* The problem *
Report back each line of the data that contains the word "CountingNetwork".

* Collected data *

>>>

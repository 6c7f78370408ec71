/*!
The lifecycle and broadcast helpers shared by both round families (C6, spec §4.3).

`RoundBase` owns everything a round needs regardless of which protocol it is running: the
group, local identity, round id, network handle, the data-producer/consumer callbacks that
connect a round to the application sending and receiving anonymous messages, and the
terminal-outcome bookkeeping. `shuffle::protocol` and `bulk::round` each hold one and drive
it; neither reimplements verifiable broadcast or termination bookkeeping.
*/

use ed25519_dalek::{Signature, Signer as _, SigningKey, VerifyingKey};
use tracing::{debug, warn};

use crate::crypto::dh::DhKeyPair;
use crate::error::LocalError;
use crate::group::{Group, ParticipantId};
use crate::network::Network;
use crate::outcome::RoundOutcome;
use crate::round_id::RoundId;

/// A callback producing up to `max` bytes of outbound plaintext for this round to carry
/// anonymously, or an empty vector if the application has nothing to send right now.
pub type DataProducer = Box<dyn FnMut(usize) -> Vec<u8> + Send>;

/// A callback receiving bytes of plaintext this round has anonymously delivered.
pub type DataConsumer = Box<dyn FnMut(Vec<u8>) + Send>;

/// Why a round stopped before completing on its own.
#[derive(Debug, Clone)]
pub enum StopReason {
    ServerDisconnected(ParticipantId),
    ProtocolFault { description: String, culprit: Option<u32> },
    Requested,
}

pub struct RoundBase<N: Network> {
    pub group: Group,
    pub local_index: usize,
    signing_key: SigningKey,
    pub dh_keypair: DhKeyPair,
    pub round_id: RoundId,
    network: N,
    get_data: DataProducer,
    push_data: DataConsumer,
    successful: bool,
    interrupted: bool,
    bad_members: Vec<u32>,
    finished: bool,
    outcome: Option<RoundOutcome>,
}

impl<N: Network> RoundBase<N> {
    pub fn new(
        group: Group,
        local_index: usize,
        signing_key: SigningKey,
        dh_keypair: DhKeyPair,
        round_id: RoundId,
        network: N,
        get_data: DataProducer,
        push_data: DataConsumer,
    ) -> Self {
        Self {
            group,
            local_index,
            signing_key,
            dh_keypair,
            round_id,
            network,
            get_data,
            push_data,
            successful: false,
            interrupted: false,
            bad_members: Vec::new(),
            finished: false,
            outcome: None,
        }
    }

    pub fn local_id(&self) -> ParticipantId {
        self.group.get_id(self.local_index).expect("local_index always valid")
    }

    pub fn local_verifying_key(&self) -> VerifyingKey {
        self.signing_key.verifying_key()
    }

    pub fn pull_outbound_data(&mut self, max: usize) -> Vec<u8> {
        (self.get_data)(max)
    }

    pub fn deliver_cleartext(&mut self, bytes: Vec<u8>) {
        (self.push_data)(bytes);
    }

    /// Starts the round. A no-op placeholder for symmetry with `stop`/`on_finished`: the
    /// round-specific state machine is driven by the caller, not by `RoundBase` itself.
    pub fn start(&mut self) {
        debug!(round_id = ?self.round_id, local_index = self.local_index, "round starting");
        self.finished = false;
        self.outcome = None;
    }

    /// A peer reconnected mid-round. Per spec §B.4, reconnection of a *client* is a no-op
    /// (the bulk round simply sees it submit again next phase); this hook exists so callers
    /// don't have to special-case "nothing to do" at the call site.
    pub fn on_connect(&mut self, peer: ParticipantId) {
        debug!(round_id = ?self.round_id, peer = ?peer, "peer connected");
    }

    /// A peer disconnected mid-round (spec §4.2, §B.4). A disconnected server ends the round
    /// with [`StopReason::ServerDisconnected`] (no one is blamed, the session will retry);
    /// a disconnected client has no effect on the round itself — it simply stops being able
    /// to submit, and its slot closes next phase like any other missed submission.
    pub fn on_disconnect(&mut self, peer: ParticipantId) -> Option<StopReason> {
        let is_server = self.group.get_index(&peer).is_some_and(|idx| self.group.is_server(idx));
        if is_server {
            warn!(round_id = ?self.round_id, server = ?peer, "server disconnected mid-round");
            Some(StopReason::ServerDisconnected(peer))
        } else {
            debug!(round_id = ?self.round_id, client = ?peer, "client disconnected mid-round");
            None
        }
    }

    /// Stops the round for `reason`. Disconnection stops are never blamed; protocol faults
    /// name their culprit. Idempotent: once a round has finished, further calls (by any
    /// reason) return the outcome already recorded rather than mutating state again.
    pub fn stop(&mut self, reason: StopReason) -> RoundOutcome {
        if let Some(outcome) = &self.outcome {
            return outcome.clone();
        }
        self.finished = true;
        let outcome = match reason {
            StopReason::ServerDisconnected(_) | StopReason::Requested => {
                self.interrupted = true;
                warn!(round_id = ?self.round_id, "round stopped: transport interruption");
                RoundOutcome::interrupted("transport stop")
            }
            StopReason::ProtocolFault { description, culprit } => {
                self.successful = false;
                if let Some(idx) = culprit {
                    self.bad_members.push(idx);
                }
                warn!(round_id = ?self.round_id, culprit = ?culprit, reason = %description, "round stopped: protocol fault");
                RoundOutcome::blaming(self.bad_members.clone(), description)
            }
        };
        self.outcome = Some(outcome.clone());
        outcome
    }

    /// Idempotent like [`Self::stop`]: a round already finished keeps its original outcome.
    pub fn finish_successfully(&mut self) -> RoundOutcome {
        if let Some(outcome) = &self.outcome {
            return outcome.clone();
        }
        self.finished = true;
        self.successful = true;
        debug!(round_id = ?self.round_id, "round finished successfully");
        let outcome = RoundOutcome::success();
        self.outcome = Some(outcome.clone());
        outcome
    }

    pub fn is_finished(&self) -> bool {
        self.finished
    }

    /// Signs `payload` and sends it to every member of the server subgroup.
    pub fn verifiable_broadcast_to_servers(&mut self, payload: &[u8]) -> Result<(), LocalError> {
        let signed = self.sign_envelope(payload);
        for server in self.group.servers() {
            if server.id != self.local_id() {
                self.network.send(server.id, &signed)?;
            }
        }
        Ok(())
    }

    /// Signs `payload` and sends it to every client this server currently has a connection
    /// to (the network layer's `connected_peers` is the source of truth for "currently").
    pub fn verifiable_broadcast_to_clients(&mut self, payload: &[u8]) -> Result<(), LocalError> {
        let signed = self.sign_envelope(payload);
        let connected: std::collections::BTreeSet<_> = self.network.connected_peers().into_iter().collect();
        for client in self.group.clients() {
            if connected.contains(&client.id) {
                self.network.send(client.id, &signed)?;
            }
        }
        Ok(())
    }

    /// Signs `payload` and unicasts it to `peer`.
    pub fn verifiable_send(&mut self, peer: ParticipantId, payload: &[u8]) -> Result<(), LocalError> {
        let signed = self.sign_envelope(payload);
        self.network.send(peer, &signed)
    }

    fn sign_envelope(&self, payload: &[u8]) -> Vec<u8> {
        let signature: Signature = self.signing_key.sign(payload);
        let mut out = Vec::with_capacity(payload.len() + 64);
        out.extend_from_slice(&signature.to_bytes());
        out.extend_from_slice(payload);
        out
    }
}

#[cfg(test)]
mod tests {
    use super::*;
    use crate::crypto::group_math::IntegerGroup;
    use crate::testing::{test_identity, test_signing_key};

    /// A network stub that just counts sends, for exercising `RoundBase` lifecycle in
    /// isolation from any real transport.
    #[derive(Default)]
    struct CountingNetwork {
        sent: Vec<(ParticipantId, Vec<u8>)>,
        peers: Vec<ParticipantId>,
    }

    impl Network for CountingNetwork {
        fn send(&mut self, peer: ParticipantId, payload: &[u8]) -> Result<(), LocalError> {
            self.sent.push((peer, payload.to_vec()));
            Ok(())
        }
        fn broadcast(&mut self, payload: &[u8]) -> Result<(), LocalError> {
            for peer in self.peers.clone() {
                self.send(peer, payload)?;
            }
            Ok(())
        }
        fn connected_peers(&self) -> Vec<ParticipantId> {
            self.peers.clone()
        }
    }

    fn make_round_base(local_index: usize) -> RoundBase<CountingNetwork> {
        let members: Vec<_> = (0..3).map(test_identity).collect();
        let ids: Vec<_> = members.iter().map(|m| m.id).collect();
        let group = Group::new(members, 2);
        let round_id = RoundId::derive(b"n", &group, b"p");
        let mut rng = crate::testing::test_rng(99);
        let dh = DhKeyPair::generate(&IntegerGroup::toy(), &mut rng);
        let network = CountingNetwork {
            sent: Vec::new(),
            peers: ids,
        };
        RoundBase::new(
            group,
            local_index,
            test_signing_key(local_index as u32),
            dh,
            round_id,
            network,
            Box::new(|_| Vec::new()),
            Box::new(|_| {}),
        )
    }

    #[test]
    fn stop_is_idempotent() {
        let mut base = make_round_base(0);
        let first = base.stop(StopReason::ProtocolFault {
            description: "equivocation".into(),
            culprit: Some(1),
        });
        let second = base.stop(StopReason::Requested);
        assert_eq!(first.bad_members, second.bad_members);
        assert_eq!(first.successful, second.successful);
        assert_eq!(second.bad_members, vec![1]);
    }

    #[test]
    fn finish_after_stop_keeps_the_original_outcome() {
        let mut base = make_round_base(0);
        base.stop(StopReason::Requested);
        let outcome = base.finish_successfully();
        assert!(outcome.interrupted);
        assert!(!outcome.successful);
    }

    #[test]
    fn disconnecting_a_server_yields_a_stop_reason() {
        let mut base = make_round_base(2);
        let server_id = base.group.get_id(0).unwrap();
        assert!(matches!(base.on_disconnect(server_id), Some(StopReason::ServerDisconnected(_))));
    }

    #[test]
    fn disconnecting_a_client_is_a_no_op() {
        let mut base = make_round_base(0);
        let client_id = base.group.get_id(2).unwrap();
        assert!(base.on_disconnect(client_id).is_none());
    }

    #[test]
    fn verifiable_broadcast_to_servers_skips_self() {
        let mut base = make_round_base(0);
        base.verifiable_broadcast_to_servers(b"hello").unwrap();
        let sent_to: Vec<_> = base.network.sent.iter().map(|(peer, _)| *peer).collect();
        assert!(!sent_to.contains(&base.local_id()));
    }
}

<<<

* Output of the task *
    struct CountingNetwork {
    impl Network for CountingNetwork {
    fn make_round_base(local_index: usize) -> RoundBase<CountingNetwork> {
        let network = CountingNetwork {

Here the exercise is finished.